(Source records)

━━━━━━━━━━━━━━━━━━━━━━━━━━━━━━

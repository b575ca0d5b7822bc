//! Error types for the tunnel.

use thiserror::Error;

/// Result type alias for tunnel operations.
pub type Result<T> = std::result::Result<T, Error>;

/// Errors that can occur while serving a tunnelled connection.
///
/// Every variant is fatal to the connection it occurred on and to nothing
/// else; the accept loop keeps running.
#[derive(Error, Debug)]
pub enum Error {
    /// Cryptographic operation failed
    #[error("cryptographic error: {0}")]
    Crypto(String),

    /// Peer sent an IV of the wrong size
    #[error("invalid IV length: {0}")]
    InvalidIvLength(usize),

    /// SOCKS protocol version mismatch
    #[error("protocol version mismatch: expected {expected}, got {actual}")]
    VersionMismatch {
        /// Version this side speaks
        expected: u8,
        /// Version the peer sent
        actual: u8,
    },

    /// Request or greeting did not have the length its header announced
    #[error("malformed header: {0}")]
    MalformedHeader(String),

    /// SOCKS command other than CONNECT
    #[error("unsupported socks command: 0x{0:02x}")]
    UnsupportedCommand(u8),

    /// Address type outside IPv4 / domain / IPv6
    #[error("unsupported address type: 0x{0:02x}")]
    UnsupportedAddressType(u8),

    /// Connection timeout
    #[error("connection timeout after {0}ms")]
    Timeout(u64),

    /// Network I/O error
    #[error("network error: {0}")]
    Network(#[from] std::io::Error),

    /// Configuration error
    #[error("configuration error: {0}")]
    Config(String),
}

impl Error {
    /// Create a new cryptographic error
    pub fn crypto(msg: impl Into<String>) -> Self {
        Error::Crypto(msg.into())
    }

    /// Create a new malformed-header error
    pub fn malformed(msg: impl Into<String>) -> Self {
        Error::MalformedHeader(msg.into())
    }

    /// Create a new configuration error
    pub fn config(msg: impl Into<String>) -> Self {
        Error::Config(msg.into())
    }

    /// Check if the peer violated the SOCKS or tunnel framing protocol
    pub fn is_protocol_violation(&self) -> bool {
        matches!(
            self,
            Error::VersionMismatch { .. }
                | Error::MalformedHeader(_)
                | Error::UnsupportedCommand(_)
                | Error::UnsupportedAddressType(_)
        )
    }

    /// Check if this error came from the underlying transport
    pub fn is_transport(&self) -> bool {
        matches!(self, Error::Network(_) | Error::Timeout(_))
    }
}

impl From<Error> for std::io::Error {
    fn from(err: Error) -> Self {
        match err {
            Error::Network(e) => e,
            Error::Timeout(_) => std::io::Error::new(std::io::ErrorKind::TimedOut, err),
            Error::InvalidIvLength(_) | Error::Crypto(_) => {
                std::io::Error::new(std::io::ErrorKind::InvalidData, err)
            }
            other => std::io::Error::new(std::io::ErrorKind::InvalidInput, other),
        }
    }
}
//! Transport layer benchmarks.
//!
//! Buffer pool churn, address record parsing and encrypted stream
//! throughput over an in-memory pipe.

use std::sync::Arc;

use criterion::{black_box, criterion_group, criterion_main, Criterion, Throughput};
use tokio::io::{AsyncReadExt, AsyncWriteExt};

use cftun::crypto::Cipher;
use cftun::proxy::Address;
use cftun::transport::BufferPool;
use cftun::transport::EncryptedStream;

fn bench_pool_get_put(c: &mut Criterion) {
    let pool = BufferPool::default();

    c.bench_function("pool_get_put", |b| {
        b.iter(|| {
            let buf = pool.get();
            black_box(buf.len());
            pool.put(buf);
        })
    });
}

fn bench_address_parse(c: &mut Criterion) {
    let mut raw = vec![0x03, 11];
    raw.extend_from_slice(b"example.com");
    raw.extend_from_slice(&[0x01, 0xBB]);

    c.bench_function("address_parse_domain", |b| {
        b.iter(|| black_box(Address::from_bytes(black_box(&raw)).unwrap()))
    });
}

fn bench_encrypted_stream(c: &mut Criterion) {
    const CHUNK: usize = 16 * 1024;
    const CHUNKS: usize = 64;

    let rt = tokio::runtime::Builder::new_current_thread()
        .enable_all()
        .build()
        .unwrap();
    let pool = Arc::new(BufferPool::default());
    let payload = vec![0xA5u8; CHUNK];

    let mut group = c.benchmark_group("encrypted_stream");
    group.throughput(Throughput::Bytes((CHUNK * CHUNKS) as u64));

    group.bench_function("1MiB_duplex", |b| {
        b.iter(|| {
            rt.block_on(async {
                let (left, right) = tokio::io::duplex(64 * 1024);
                let mut writer =
                    EncryptedStream::new(left, Cipher::new("aes-256-cfb", "bench"), Arc::clone(&pool));
                let mut reader =
                    EncryptedStream::new(right, Cipher::new("aes-256-cfb", "bench"), Arc::clone(&pool));

                let payload = payload.clone();
                let send = tokio::spawn(async move {
                    for _ in 0..CHUNKS {
                        writer.write_all(&payload).await.unwrap();
                    }
                    writer.shutdown().await.unwrap();
                });

                let mut out = vec![0u8; CHUNK];
                for _ in 0..CHUNKS {
                    reader.read_exact(&mut out).await.unwrap();
                }
                send.await.unwrap();
                black_box(out);
            })
        })
    });

    group.finish();
}

criterion_group!(
    benches,
    bench_pool_get_put,
    bench_address_parse,
    bench_encrypted_stream,
);

criterion_main!(benches);
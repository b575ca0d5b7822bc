//! Encrypted byte stream.
//!
//! Wraps any async transport and encrypts it with a [`Cipher`]. There is no
//! separate handshake message: the first write sends the local IV in front
//! of the first ciphertext, and the first read consumes the peer's IV before
//! returning any plaintext.
//!
//! ```text
//!  outbound:  | IV (16, plain) | ciphertext ...
//!  inbound:   | IV (16, plain) | ciphertext ...
//! ```

use std::io;
use std::pin::Pin;
use std::sync::Arc;
use std::task::{ready, Context, Poll};

use tokio::io::{AsyncRead, AsyncWrite, ReadBuf};

use crate::crypto::{Cipher, IV_SIZE};
use crate::transport::BufferPool;

/// Inbound handshake progress.
enum ReadState {
    /// Collecting the peer's IV; `filled` bytes received so far
    AwaitingIv { iv: [u8; IV_SIZE], filled: usize },
    /// IV consumed, every further byte is ciphertext
    Ready,
}

/// Ciphertext committed by `poll_write` but not yet accepted by the transport.
struct PendingWrite {
    buf: Vec<u8>,
    len: usize,
    pos: usize,
}

/// A transport whose bytes are AES-CFB encrypted in both directions.
///
/// Reads and writes must each be driven by one task at a time; use
/// [`tokio::io::split`] to drive the two directions concurrently.
pub struct EncryptedStream<S> {
    inner: S,
    cipher: Cipher,
    pool: Arc<BufferPool>,
    read_state: ReadState,
    pending: Option<PendingWrite>,
}

impl<S> EncryptedStream<S> {
    /// Wrap `inner`. No I/O happens until the first read or write.
    pub fn new(inner: S, cipher: Cipher, pool: Arc<BufferPool>) -> Self {
        Self {
            inner,
            cipher,
            pool,
            read_state: ReadState::AwaitingIv {
                iv: [0u8; IV_SIZE],
                filled: 0,
            },
            pending: None,
        }
    }

    /// Whether the peer's IV has been received.
    pub fn is_read_ready(&self) -> bool {
        matches!(self.read_state, ReadState::Ready)
    }

    /// Whether our IV has been sent (or committed for sending).
    pub fn is_write_ready(&self) -> bool {
        self.cipher.is_encrypt_ready()
    }
}

impl<S: AsyncRead + AsyncWrite + Unpin> EncryptedStream<S> {
    /// Read the peer's IV if it has not arrived yet.
    ///
    /// Resolves to `false` when the transport ends cleanly before any IV
    /// byte was seen.
    fn poll_read_iv(&mut self, cx: &mut Context<'_>) -> Poll<io::Result<bool>> {
        loop {
            let (iv, filled) = match &mut self.read_state {
                ReadState::Ready => return Poll::Ready(Ok(true)),
                ReadState::AwaitingIv { iv, filled } => (iv, filled),
            };

            if *filled == IV_SIZE {
                let iv = *iv;
                self.cipher.begin_decrypt(&iv)?;
                self.read_state = ReadState::Ready;
                tracing::trace!("decrypt keystream initialized");
                continue;
            }

            let mut rb = ReadBuf::new(&mut iv[*filled..]);
            ready!(Pin::new(&mut self.inner).poll_read(cx, &mut rb))?;
            let n = rb.filled().len();
            if n == 0 {
                if *filled == 0 {
                    return Poll::Ready(Ok(false));
                }
                return Poll::Ready(Err(io::Error::new(
                    io::ErrorKind::UnexpectedEof,
                    format!("connection closed after {} of {} iv bytes", filled, IV_SIZE),
                )));
            }
            *filled += n;
        }
    }

    /// Encrypt `payload` into a pooled buffer, prefixed by our IV on first use.
    fn stage(&mut self, payload: &[u8]) -> io::Result<()> {
        let iv = if self.cipher.is_encrypt_ready() {
            None
        } else {
            let iv = self.cipher.begin_encrypt()?;
            tracing::trace!("encrypt keystream initialized");
            Some(iv)
        };

        let iv_len = if iv.is_some() { IV_SIZE } else { 0 };
        let len = iv_len + payload.len();
        let mut buf = self.pool.get_at_least(len);
        if let Some(iv) = iv {
            buf[..IV_SIZE].copy_from_slice(&iv);
        }
        buf[iv_len..len].copy_from_slice(payload);
        self.cipher.encrypt(&mut buf[iv_len..len])?;

        self.pending = Some(PendingWrite { buf, len, pos: 0 });
        Ok(())
    }

    /// Push staged ciphertext into the transport.
    fn poll_drain(&mut self, cx: &mut Context<'_>) -> Poll<io::Result<()>> {
        loop {
            let pending = match self.pending.as_mut() {
                None => return Poll::Ready(Ok(())),
                Some(pending) => pending,
            };

            if pending.pos < pending.len {
                let n = ready!(Pin::new(&mut self.inner)
                    .poll_write(cx, &pending.buf[pending.pos..pending.len]))?;
                if n == 0 {
                    return Poll::Ready(Err(io::ErrorKind::WriteZero.into()));
                }
                pending.pos += n;
                continue;
            }

            if let Some(done) = self.pending.take() {
                self.pool.put(done.buf);
            }
        }
    }
}

impl<S: AsyncRead + AsyncWrite + Unpin> AsyncRead for EncryptedStream<S> {
    fn poll_read(
        self: Pin<&mut Self>,
        cx: &mut Context<'_>,
        buf: &mut ReadBuf<'_>,
    ) -> Poll<io::Result<()>> {
        let this = self.get_mut();

        if !ready!(this.poll_read_iv(cx))? {
            return Poll::Ready(Ok(()));
        }

        let before = buf.filled().len();
        ready!(Pin::new(&mut this.inner).poll_read(cx, buf))?;
        this.cipher.decrypt(&mut buf.filled_mut()[before..])?;
        Poll::Ready(Ok(()))
    }
}

impl<S: AsyncRead + AsyncWrite + Unpin> AsyncWrite for EncryptedStream<S> {
    /// Accepts all of `buf` once earlier ciphertext has been handed to the
    /// transport. The count is in plaintext bytes; IV and ciphertext that the
    /// transport has not taken yet are sent on the next write, flush or
    /// shutdown.
    fn poll_write(
        self: Pin<&mut Self>,
        cx: &mut Context<'_>,
        buf: &[u8],
    ) -> Poll<io::Result<usize>> {
        let this = self.get_mut();

        ready!(this.poll_drain(cx))?;
        if buf.is_empty() {
            return Poll::Ready(Ok(0));
        }

        this.stage(buf)?;
        if let Poll::Ready(Err(e)) = this.poll_drain(cx) {
            return Poll::Ready(Err(e));
        }
        Poll::Ready(Ok(buf.len()))
    }

    fn poll_flush(self: Pin<&mut Self>, cx: &mut Context<'_>) -> Poll<io::Result<()>> {
        let this = self.get_mut();
        ready!(this.poll_drain(cx))?;
        Pin::new(&mut this.inner).poll_flush(cx)
    }

    fn poll_shutdown(self: Pin<&mut Self>, cx: &mut Context<'_>) -> Poll<io::Result<()>> {
        let this = self.get_mut();
        ready!(this.poll_drain(cx))?;
        Pin::new(&mut this.inner).poll_shutdown(cx)
    }
}

#[cfg(test)]
mod tests {
    use super::*;
    use tokio::io::{duplex, AsyncReadExt, AsyncWriteExt};

    fn pool() -> Arc<BufferPool> {
        Arc::new(BufferPool::new(64, 8))
    }

    #[tokio::test]
    async fn test_first_write_carries_iv() {
        let (a, mut raw) = duplex(1024);
        let mut enc = EncryptedStream::new(a, Cipher::new("aes-256-cfb", "pw"), pool());
        assert!(!enc.is_write_ready());

        enc.write_all(b"hello").await.unwrap();
        enc.flush().await.unwrap();
        assert!(enc.is_write_ready());

        let mut wire = [0u8; IV_SIZE + 5];
        raw.read_exact(&mut wire).await.unwrap();

        let mut peer = Cipher::new("aes-256-cfb", "pw");
        peer.begin_decrypt(&wire[..IV_SIZE]).unwrap();
        let mut body = wire[IV_SIZE..].to_vec();
        peer.decrypt(&mut body).unwrap();
        assert_eq!(body, b"hello");

        // No second IV on later writes
        enc.write_all(b" world").await.unwrap();
        enc.flush().await.unwrap();
        let mut more = [0u8; 6];
        raw.read_exact(&mut more).await.unwrap();
        peer.decrypt(&mut more).unwrap();
        assert_eq!(&more, b" world");
    }

    #[tokio::test]
    async fn test_roundtrip_between_two_ends() {
        let (a, b) = duplex(1024);
        let mut left = EncryptedStream::new(a, Cipher::new("aes-128-cfb", "pw"), pool());
        let mut right = EncryptedStream::new(b, Cipher::new("aes-128-cfb", "pw"), pool());

        left.write_all(b"ping").await.unwrap();
        left.flush().await.unwrap();
        let mut buf = [0u8; 4];
        right.read_exact(&mut buf).await.unwrap();
        assert_eq!(&buf, b"ping");
        assert!(right.is_read_ready());

        right.write_all(b"pong").await.unwrap();
        right.flush().await.unwrap();
        left.read_exact(&mut buf).await.unwrap();
        assert_eq!(&buf, b"pong");
    }

    #[tokio::test]
    async fn test_short_reads_pass_through() {
        let (a, mut raw) = duplex(1024);
        let mut enc = EncryptedStream::new(a, Cipher::new("aes-256-cfb", "pw"), pool());

        let mut peer = Cipher::new("aes-256-cfb", "pw");
        let iv = peer.begin_encrypt().unwrap();
        let mut body = b"abc".to_vec();
        peer.encrypt(&mut body).unwrap();
        raw.write_all(&iv).await.unwrap();
        raw.write_all(&body).await.unwrap();

        let mut buf = [0u8; 100];
        let n = enc.read(&mut buf).await.unwrap();
        assert_eq!(n, 3);
        assert_eq!(&buf[..3], b"abc");
    }

    #[tokio::test]
    async fn test_clean_eof_before_iv() {
        let (a, raw) = duplex(64);
        let mut enc = EncryptedStream::new(a, Cipher::new("aes-256-cfb", "pw"), pool());
        drop(raw);

        let mut buf = [0u8; 8];
        assert_eq!(enc.read(&mut buf).await.unwrap(), 0);
        assert!(!enc.is_read_ready());
    }

    #[tokio::test]
    async fn test_truncated_iv_fails() {
        let (a, mut raw) = duplex(64);
        let mut enc = EncryptedStream::new(a, Cipher::new("aes-256-cfb", "pw"), pool());
        raw.write_all(&[7u8; 5]).await.unwrap();
        drop(raw);

        let mut buf = [0xEEu8; 8];
        let err = enc.read(&mut buf).await.unwrap_err();
        assert_eq!(err.kind(), io::ErrorKind::UnexpectedEof);
        assert_eq!(buf, [0xEEu8; 8]);
    }

    #[tokio::test]
    async fn test_large_write_through_small_pipe() {
        // Pipe smaller than one write forces partial transport writes
        let (a, b) = duplex(64);
        let shared = pool();
        let mut writer = EncryptedStream::new(a, Cipher::new("aes-192-cfb", "pw"), Arc::clone(&shared));
        let mut reader = EncryptedStream::new(b, Cipher::new("aes-192-cfb", "pw"), shared);

        let payload: Vec<u8> = (0..10_000u32).map(|i| (i % 251) as u8).collect();
        let expected = payload.clone();

        let send = tokio::spawn(async move {
            writer.write_all(&payload).await.unwrap();
            writer.write_all(&payload).await.unwrap();
            writer.shutdown().await.unwrap();
        });

        let mut received = Vec::new();
        reader.read_to_end(&mut received).await.unwrap();
        send.await.unwrap();

        assert_eq!(received.len(), expected.len() * 2);
        assert_eq!(&received[..expected.len()], &expected[..]);
        assert_eq!(&received[expected.len()..], &expected[..]);
    }
}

━━━━━━━━━━━━━━━━━━━━━━━━━━━━━━

■ EXERCISE AIM ■
Read the data above and pull out each line that holds the string "more".

■ COMPLETED TASK ■
        let mut more = [0u8; 6];
        raw.read_exact(&mut more).await.unwrap();
        peer.decrypt(&mut more).unwrap();
        assert_eq!(&more, b" world");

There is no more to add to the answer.